Heating rate is warming up to 400 ~ 700 DEG C, keeps 2 h, is then cooled to room temperature,
(4) it by sample grind into powder, then is respectively washed 3 times with ethyl alcohol and water, is then dried in vacuo, obtains high absorption property
N doping biological carbon materials.
The biological carbon materials that this technology is invented are added into the aqueous solution containing heavy metal ion, in churned mechanically work
With lower its adsorption process of promotion, pH, temperature are adjusted, specifically includes the following steps:
(5) 25 mL are accurately prepared with deionized water contains 50 mg/L heavy metal ion (Pb [II], Cu [II], Cr [VI] or Cd
[II]) solution, adjust its pH(2.0 ~ 8.0) after be transferred in 50 mL conical flasks.

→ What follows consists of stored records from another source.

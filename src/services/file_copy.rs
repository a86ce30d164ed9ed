use crate::models::CopiedFile;
use crate::utils::{copy_file_preserving_metadata, ensure_directory, resolve_destination};
use anyhow::{anyhow, Result};
use std::path::{Path, PathBuf};
use tracing::{debug, info};

/// Copy each selected file into `dest_dir`, never overwriting anything.
///
/// The destination directory is created if missing. Name collisions, with
/// earlier runs or within this batch, get a `_N` counter before the
/// extension. Records come back in processing order. The first failed copy
/// aborts the batch; files copied before it stay on disk.
pub fn copy_samples<P: AsRef<Path>>(files: &[PathBuf], dest_dir: P) -> Result<Vec<CopiedFile>> {
    let dest_dir = dest_dir.as_ref();
    ensure_directory(dest_dir)?;

    let mut copied = Vec::with_capacity(files.len());
    for source in files {
        copied.push(copy_one(source, dest_dir)?);
    }

    info!("Copied {} files into {:?}", copied.len(), dest_dir);
    Ok(copied)
}

fn copy_one(source: &Path, dest_dir: &Path) -> Result<CopiedFile> {
    let file_name = source
        .file_name()
        .ok_or_else(|| anyhow!("Source path has no file name: {:?}", source))?;

    let destination = resolve_destination(dest_dir, file_name);
    if destination.file_name() != Some(file_name) {
        debug!("Name taken, using {:?} for {:?}", destination, source);
    }

    let bytes = copy_file_preserving_metadata(source, &destination)?;
    debug!("Copied {:?} -> {:?} ({} bytes)", source, destination, bytes);

    Ok(CopiedFile {
        source: source.to_path_buf(),
        destination,
    })
}
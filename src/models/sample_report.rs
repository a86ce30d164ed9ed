use crate::models::ExtensionSet;
use chrono::{DateTime, Utc};
use serde::Serialize;
use std::path::{Path, PathBuf};

/// One materialized sample: where it came from and the name it landed under
#[derive(Debug, Clone, PartialEq, Eq, Serialize)]
pub struct CopiedFile {
    pub source: PathBuf,
    pub destination: PathBuf,
}

impl CopiedFile {
    /// True when the destination name had to be counter-suffixed
    pub fn was_renamed(&self) -> bool {
        self.source.file_name() != self.destination.file_name()
    }
}

/// Summary of a sampling run
#[derive(Debug, Clone, Serialize)]
pub struct SampleReport {
    pub seed_dir: PathBuf,
    pub test_dir: PathBuf,
    pub requested_count: usize,
    pub seed: Option<u64>,
    pub extensions: ExtensionSet,
    pub candidates_found: usize,
    pub copied_files: Vec<CopiedFile>,
    pub generated_at: DateTime<Utc>,
}

impl SampleReport {
    pub fn new(
        seed_dir: PathBuf,
        test_dir: PathBuf,
        requested_count: usize,
        seed: Option<u64>,
        extensions: ExtensionSet,
        candidates_found: usize,
        copied_files: Vec<CopiedFile>,
    ) -> Self {
        Self {
            seed_dir,
            test_dir,
            requested_count,
            seed,
            extensions,
            candidates_found,
            copied_files,
            generated_at: Utc::now(),
        }
    }

    pub fn is_empty(&self) -> bool {
        self.copied_files.is_empty()
    }

    pub fn copied_count(&self) -> usize {
        self.copied_files.len()
    }

    pub fn renamed_count(&self) -> usize {
        self.copied_files.iter().filter(|f| f.was_renamed()).count()
    }

    /// Destination paths in copy order
    pub fn destinations(&self) -> impl Iterator<Item = &Path> {
        self.copied_files.iter().map(|f| f.destination.as_path())
    }

    pub fn to_json(&self) -> serde_json::Result<String> {
        serde_json::to_string_pretty(self)
    }
}

#[cfg(test)]
mod tests {
    use super::*;

    fn copied(source: &str, destination: &str) -> CopiedFile {
        CopiedFile {
            source: PathBuf::from(source),
            destination: PathBuf::from(destination),
        }
    }

    fn report(copied_files: Vec<CopiedFile>) -> SampleReport {
        SampleReport::new(
            PathBuf::from("/seed"),
            PathBuf::from("/out"),
            10,
            Some(7),
            ExtensionSet::normalize(["jpg"]),
            4,
            copied_files,
        )
    }

    #[test]
    fn test_was_renamed() {
        assert!(!copied("/seed/a/photo.jpg", "/out/photo.jpg").was_renamed());
        assert!(copied("/seed/b/photo.jpg", "/out/photo_1.jpg").was_renamed());
    }

    #[test]
    fn test_report_counts() {
        let report = report(vec![
            copied("/seed/a/photo.jpg", "/out/photo.jpg"),
            copied("/seed/b/photo.jpg", "/out/photo_1.jpg"),
        ]);
        assert!(!report.is_empty());
        assert_eq!(report.copied_count(), 2);
        assert_eq!(report.renamed_count(), 1);

        let destinations: Vec<&Path> = report.destinations().collect();
        assert_eq!(
            destinations,
            vec![Path::new("/out/photo.jpg"), Path::new("/out/photo_1.jpg")]
        );
    }

    #[test]
    fn test_report_json_shape() {
        let report = report(vec![copied("/seed/a.jpg", "/out/a.jpg")]);
        let value: serde_json::Value = serde_json::from_str(&report.to_json().unwrap()).unwrap();

        assert_eq!(value["requested_count"], 10);
        assert_eq!(value["seed"], 7);
        assert_eq!(value["extensions"], serde_json::json!([".jpg"]));
        assert_eq!(value["copied_files"][0]["destination"], "/out/a.jpg");
    }
}
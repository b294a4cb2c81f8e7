#[derive(Debug, thiserror::Error)]
pub enum Error {
    #[error("IO error: {0}")]
    IoError(#[from] std::io::Error),

    #[error("Git command failed: {0}")]
    GitCommandError(String),

    #[error("Directory not found: {0}")]
    DirectoryNotFound(String),

    #[error("Failed to serialize report: {0}")]
    SerializeError(#[from] serde_json::Error),
}

pub type Result<T> = std::result::Result<T, Error>;
use std::path::{Path, PathBuf};
use std::process::Command;
use tracing::{debug, instrument};

use crate::error::{Error, Result};
use crate::types::DiffEntry;

/// Trait defining the repository-diff operations required by the library
pub trait DiffSource {
    /// List the paths that differ between a repository's previous commit and
    /// the commit named by `after_commit_specifier`.
    ///
    /// # Errors
    ///
    /// Returns an error if the differences cannot be retrieved
    fn get_differences(
        &self,
        repository_name: &str,
        after_commit_specifier: &str,
    ) -> Result<Vec<DiffEntry>>;
}

/// Diff source backed by the local Git CLI. Each repository name resolves to
/// a checkout directory of the same name under a common root.
pub struct GitCli {
    checkouts_root: PathBuf,
}

impl GitCli {
    /// Creates a new `GitCli` instance over the given checkouts root
    #[must_use]
    pub const fn new(checkouts_root: PathBuf) -> Self {
        Self { checkouts_root }
    }

    /// Filesystem path of the named repository's checkout
    #[must_use]
    pub fn checkout_path(&self, repository_name: &str) -> PathBuf {
        self.checkouts_root.join(repository_name)
    }

    #[instrument(skip(self), fields(args = ?args, repo_path = %repo_path.display()))]
    fn run_git_command(&self, repo_path: &Path, args: &[&str]) -> Result<String> {
        let output = Command::new("git")
            .args(args)
            .current_dir(repo_path)
            .output()
            .map_err(|e| Error::GitCommandError(e.to_string()))?;

        if !output.status.success() {
            let error = String::from_utf8_lossy(&output.stderr);
            debug!(error = %error, "Git command failed");
            return Err(Error::GitCommandError(error.to_string()));
        }

        let result = String::from_utf8(output.stdout)
            .map(|s| s.trim().to_string())
            .map_err(|e| Error::GitCommandError(e.to_string()))?;

        debug!(
            output_length = result.len(),
            "Git command completed successfully"
        );
        Ok(result)
    }
}

impl DiffSource for GitCli {
    #[instrument(skip(self), fields(repository_name = %repository_name, after = %after_commit_specifier))]
    fn get_differences(
        &self,
        repository_name: &str,
        after_commit_specifier: &str,
    ) -> Result<Vec<DiffEntry>> {
        let repo_path = self.checkout_path(repository_name);
        let output = self.run_git_command(
            &repo_path,
            &[
                "diff",
                "--name-status",
                "--no-renames",
                &format!("{after_commit_specifier}^"),
                after_commit_specifier,
            ],
        )?;

        let mut entries = Vec::with_capacity(output.lines().count());
        for line in output.lines() {
            let parts: Vec<&str> = line.split_whitespace().collect();
            if parts.len() >= 2 {
                let status = parts[0];
                let path = parts[1].to_string();
                let entry = match status {
                    "A" => DiffEntry {
                        before_path: None,
                        after_path: Some(path),
                    },
                    "D" => DiffEntry {
                        before_path: Some(path),
                        after_path: None,
                    },
                    _ => DiffEntry {
                        before_path: Some(path.clone()),
                        after_path: Some(path),
                    },
                };
                entries.push(entry);
            }
        }

        debug!(count = entries.len(), "Differences retrieved");
        Ok(entries)
    }
}
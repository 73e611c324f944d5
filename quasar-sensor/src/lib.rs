pub mod bridge;
pub mod catalog;
pub mod config;
pub mod device;
pub mod entity;
pub mod filter;
pub mod setup;
pub mod source;

pub use self::{
    bridge::bridge,
    config::Config,
    entity::YandexSensor,
    setup::async_setup_entry,
    source::{DeviceSource, SnapshotFile},
};

pub type Result<T, E = Error> = std::result::Result<T, E>;

#[derive(thiserror::Error, Debug)]
pub enum Error {
    #[error("host error: {0}")]
    Host(#[from] quasar_host::Error),
    #[error("io error: {0}")]
    Io(#[from] std::io::Error),
    #[error("json error: {0}")]
    Json(#[from] serde_json::Error),
    #[error("unsupported sensor instance: {0}")]
    UnsupportedInstance(String),
}
#![cfg_attr(not(test), no_std)]

extern crate alloc;

use core::fmt::Display;

pub mod capabilities;
pub mod macros;
pub mod meta;

#[doc(hidden)]
pub use serde as _serde;

mod property;
mod string;
pub use property::*;
pub use string::*;

#[derive(Debug, Clone, PartialEq, Eq)]
pub enum Topic {
    EntityMeta {
        entity: EntityId,
        key: QuasarString,
    },
    CapabilityMeta {
        entity: EntityId,
        capability: QuasarString,
        key: QuasarString,
    },
    CapabilityData {
        entity: EntityId,
        capability: QuasarString,
        rest: QuasarString,
    },
}

impl Display for Topic {
    fn fmt(&self, f: &mut core::fmt::Formatter<'_>) -> core::fmt::Result {
        match self {
            Topic::EntityMeta { entity, key } => {
                write!(f, "quasar/entities/{}/$meta/{}", entity, key)
            }
            Topic::CapabilityMeta { entity, capability, key } => {
                write!(f, "quasar/entities/{}/{}/$meta/{}", entity, capability, key)
            }
            Topic::CapabilityData { entity, capability, rest } => {
                write!(f, "quasar/entities/{}/{}/{}", entity, capability, rest)
            }
        }
    }
}

#[cfg(test)]
mod tests {
    use super::*;

    #[test]
    fn entity_id_serde() {
        assert_eq!(
            serde_json::to_string(&EntityId::from("kitchen_sensor_temperature")).unwrap(),
            r#""kitchen_sensor_temperature""#
        );

        assert_eq!(
            serde_json::from_str::<EntityId>(r#""kitchen_sensor_temperature""#).unwrap(),
            EntityId::from("kitchen_sensor_temperature")
        );
    }

    #[test]
    fn topic_display() {
        assert_eq!(
            Topic::EntityMeta {
                entity: EntityId::from("kitchen_sensor_temperature"),
                key: "status".to_quasar_string(),
            }
            .to_string(),
            "quasar/entities/kitchen_sensor_temperature/$meta/status"
        );

        assert_eq!(
            Topic::CapabilityMeta {
                entity: EntityId::from("kitchen_sensor_temperature"),
                capability: "quasar.sensor".to_quasar_string(),
                key: "device_class".to_quasar_string(),
            }
            .to_string(),
            "quasar/entities/kitchen_sensor_temperature/quasar.sensor/$meta/device_class"
        );

        assert_eq!(
            Topic::CapabilityData {
                entity: EntityId::from("kitchen_sensor_temperature"),
                capability: "quasar.sensor".to_quasar_string(),
                rest: "temperature".to_quasar_string(),
            }
            .to_string(),
            "quasar/entities/kitchen_sensor_temperature/quasar.sensor/temperature"
        );
    }
}
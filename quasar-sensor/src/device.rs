//! Device descriptors as reported by the Yandex smart home API.

use std::collections::HashMap;

use serde::Deserialize;
use serde_json::Value;

/// Latest reported values, keyed by instance
pub type StateMap = HashMap<String, Value>;

#[derive(Debug, Clone, PartialEq, Deserialize)]
pub struct Device {
    pub id: String,
    pub name: String,
    #[serde(rename = "type")]
    pub kind: String,
    #[serde(default, rename = "room_name", alias = "room")]
    pub room: Option<String>,
    #[serde(default)]
    pub capabilities: Vec<PropertyConfig>,
    #[serde(default)]
    pub properties: Vec<PropertyConfig>,
}

/// A single capability or property of a device. Both share this shape.
#[derive(Debug, Clone, PartialEq, Deserialize)]
pub struct PropertyConfig {
    #[serde(rename = "type")]
    pub kind: String,
    #[serde(default = "retrievable_default")]
    pub retrievable: bool,
    #[serde(default)]
    pub parameters: PropertyParameters,
    #[serde(default)]
    pub state: Option<PropertyState>,
}

fn retrievable_default() -> bool {
    true
}

#[derive(Debug, Clone, PartialEq, Deserialize)]
pub struct PropertyParameters {
    #[serde(default = "instance_default")]
    pub instance: String,
    #[serde(default)]
    pub unit: Option<String>,
}

impl Default for PropertyParameters {
    fn default() -> Self {
        Self { instance: instance_default(), unit: None }
    }
}

// on_off capabilities are reported without an instance
fn instance_default() -> String {
    "on".to_owned()
}

#[derive(Debug, Clone, PartialEq, Deserialize)]
pub struct PropertyState {
    pub instance: String,
    #[serde(default)]
    pub value: Value,
}

/// Values of one device at one point in time, as handed to entity updates
#[derive(Debug, Clone, Default, PartialEq)]
pub struct StateFeed {
    pub capabilities: StateMap,
    pub properties: StateMap,
}

fn collect(configs: &[PropertyConfig]) -> StateMap {
    configs
        .iter()
        .filter_map(|config| config.state.as_ref())
        .filter(|state| !state.value.is_null())
        .map(|state| (state.instance.clone(), state.value.clone()))
        .collect()
}

impl Device {
    pub fn state_feed(&self) -> StateFeed {
        StateFeed {
            capabilities: collect(&self.capabilities),
            properties: collect(&self.properties),
        }
    }
}
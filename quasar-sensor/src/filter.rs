use crate::{
    config::{IncludeMatch, IncludeRule},
    device::{Device, PropertyConfig},
};

/// Returns the first rule that selects `device`.
pub fn device_include<'a>(device: &Device, rules: &'a [IncludeRule]) -> Option<&'a IncludeRule> {
    rules.iter().find(|rule| match rule {
        IncludeRule::Device(key) => *key == device.id || *key == device.name,
        IncludeRule::Match(rule) => matches(rule, device),
    })
}

fn matches(rule: &IncludeMatch, device: &Device) -> bool {
    if rule.id.is_none() && rule.name.is_none() && rule.room.is_none() {
        return false;
    }

    rule.id.as_ref().is_none_or(|id| *id == device.id)
        && rule.name.as_ref().is_none_or(|name| *name == device.name)
        && rule
            .room
            .as_ref()
            .is_none_or(|room| device.room.as_ref() == Some(room))
}

/// Whether a property can be read, has one of `types` and is one of the
/// `allowed` instances.
pub fn instance_include(
    property: &PropertyConfig,
    allowed: &[impl AsRef<str>],
    types: &[&str],
) -> bool {
    property.retrievable
        && types.contains(&property.kind.as_str())
        && allowed
            .iter()
            .any(|instance| instance.as_ref() == property.parameters.instance)
}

(6) 10 mg biomass carbon materials are accurately weighed to add into conical flask, then conical flask is put into constant-temperature table
(15,25 or 35 DEG C of temperature) shakes the filtering of 30 min caudacorias, separation material and solution under 200 rpm revolving speeds.
Material after separation utilizes again, circulation absorption comprising following steps:
(7) material that will filter out is added in the HNO3 solution of 1 mol/L, 12 h of mechanical stirring, then is rinsed with deionized water
To neutrality, desorption is completed in vacuum drying.
(8) 25 mL are accurately prepared with deionized water contains 50 mg/L heavy metal ion (Pb [II], Cu [II], Cr [VI]
Or Cd [II]) solution, it is consistent with the pH value of solution of first adsorption experiment to adjust its pH() after be transferred in 50 mL conical flasks.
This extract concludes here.